**PROVIDED DATA**
*** Block opens ***
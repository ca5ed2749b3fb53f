//! Form-to-table entries from the `crfs` worksheet.

use serde::{Deserialize, Serialize};

/// Name of the worksheet describing forms.
pub const CRFS_WORKSHEET: &str = "crfs";

/// One row of the `crfs` worksheet. Absent values are omitted from JSON.
///
/// Field order matches the manifest layout consumed by the survey application,
/// which differs from the worksheet column order (see [`CrfsColumn`]).
#[derive(Debug, Clone, Default, PartialEq, Eq, Serialize, Deserialize)]
pub struct CrfsEntry {
    #[serde(default, skip_serializing_if = "Option::is_none")]
    pub display_order: Option<i64>,
    #[serde(default, skip_serializing_if = "Option::is_none")]
    pub tablename: Option<String>,
    #[serde(default, skip_serializing_if = "Option::is_none")]
    pub displayname: Option<String>,
    #[serde(default, skip_serializing_if = "Option::is_none")]
    pub isbase: Option<i64>,
    #[serde(default, skip_serializing_if = "Option::is_none")]
    pub primarykey: Option<String>,
    #[serde(default, skip_serializing_if = "Option::is_none")]
    pub linkingfield: Option<String>,
    #[serde(default, skip_serializing_if = "Option::is_none")]
    pub idconfig: Option<IdConfig>,
    #[serde(default, skip_serializing_if = "Option::is_none")]
    pub parenttable: Option<String>,
    #[serde(default, skip_serializing_if = "Option::is_none")]
    pub incrementfield: Option<String>,
    #[serde(default, skip_serializing_if = "Option::is_none")]
    pub requireslink: Option<i64>,
    #[serde(default, skip_serializing_if = "Option::is_none")]
    pub repeat_count_field: Option<String>,
    #[serde(default, skip_serializing_if = "Option::is_none")]
    pub auto_start_repeat: Option<i64>,
    #[serde(default, skip_serializing_if = "Option::is_none")]
    pub repeat_enforce_count: Option<i64>,
    #[serde(default, skip_serializing_if = "Option::is_none")]
    pub display_fields: Option<String>,
    #[serde(default, skip_serializing_if = "Option::is_none")]
    pub entry_condition: Option<String>,
}

/// Participant ID layout stored as JSON in the `idconfig` cell.
#[derive(Debug, Clone, Default, PartialEq, Eq, Serialize, Deserialize)]
pub struct IdConfig {
    #[serde(default, skip_serializing_if = "Option::is_none")]
    pub prefix: Option<String>,
    #[serde(default, skip_serializing_if = "Option::is_none")]
    pub fields: Option<Vec<IdConfigField>>,
    #[serde(
        rename = "incrementLength",
        default,
        skip_serializing_if = "Option::is_none"
    )]
    pub increment_length: Option<i64>,
}

#[derive(Debug, Clone, PartialEq, Eq, Serialize, Deserialize)]
pub struct IdConfigField {
    pub name: String,
    pub length: i64,
}

/// Worksheet columns of `crfs`, in positional order (column 1 first).
#[derive(Debug, Clone, Copy, PartialEq, Eq)]
pub enum CrfsColumn {
    DisplayOrder,
    Tablename,
    Displayname,
    Primarykey,
    Idconfig,
    Isbase,
    Linkingfield,
    Parenttable,
    Incrementfield,
    Requireslink,
    RepeatCountField,
    AutoStartRepeat,
    RepeatEnforceCount,
    DisplayFields,
    EntryCondition,
}

impl CrfsColumn {
    pub const ALL: [CrfsColumn; 15] = [
        Self::DisplayOrder,
        Self::Tablename,
        Self::Displayname,
        Self::Primarykey,
        Self::Idconfig,
        Self::Isbase,
        Self::Linkingfield,
        Self::Parenttable,
        Self::Incrementfield,
        Self::Requireslink,
        Self::RepeatCountField,
        Self::AutoStartRepeat,
        Self::RepeatEnforceCount,
        Self::DisplayFields,
        Self::EntryCondition,
    ];

    pub fn index(self) -> usize {
        self as usize
    }

    pub fn name(self) -> &'static str {
        match self {
            Self::DisplayOrder => "display_order",
            Self::Tablename => "tablename",
            Self::Displayname => "displayname",
            Self::Primarykey => "primarykey",
            Self::Idconfig => "idconfig",
            Self::Isbase => "isbase",
            Self::Linkingfield => "linkingfield",
            Self::Parenttable => "parenttable",
            Self::Incrementfield => "incrementfield",
            Self::Requireslink => "requireslink",
            Self::RepeatCountField => "repeat_count_field",
            Self::AutoStartRepeat => "auto_start_repeat",
            Self::RepeatEnforceCount => "repeat_enforce_count",
            Self::DisplayFields => "display_fields",
            Self::EntryCondition => "entry_condition",
        }
    }

    pub fn is_integer(self) -> bool {
        matches!(
            self,
            Self::DisplayOrder
                | Self::Isbase
                | Self::Requireslink
                | Self::AutoStartRepeat
                | Self::RepeatEnforceCount
        )
    }
}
*** Block closes ***
**DESCRIPTION OF THE TASK**
In the entries above, which lines hold the string "derive"? Report all of them.

**ANSWER SPACE**
#[derive(Debug, Clone, Default, PartialEq, Eq, Serialize, Deserialize)]
#[derive(Debug, Clone, Default, PartialEq, Eq, Serialize, Deserialize)]
#[derive(Debug, Clone, PartialEq, Eq, Serialize, Deserialize)]
#[derive(Debug, Clone, Copy, PartialEq, Eq)]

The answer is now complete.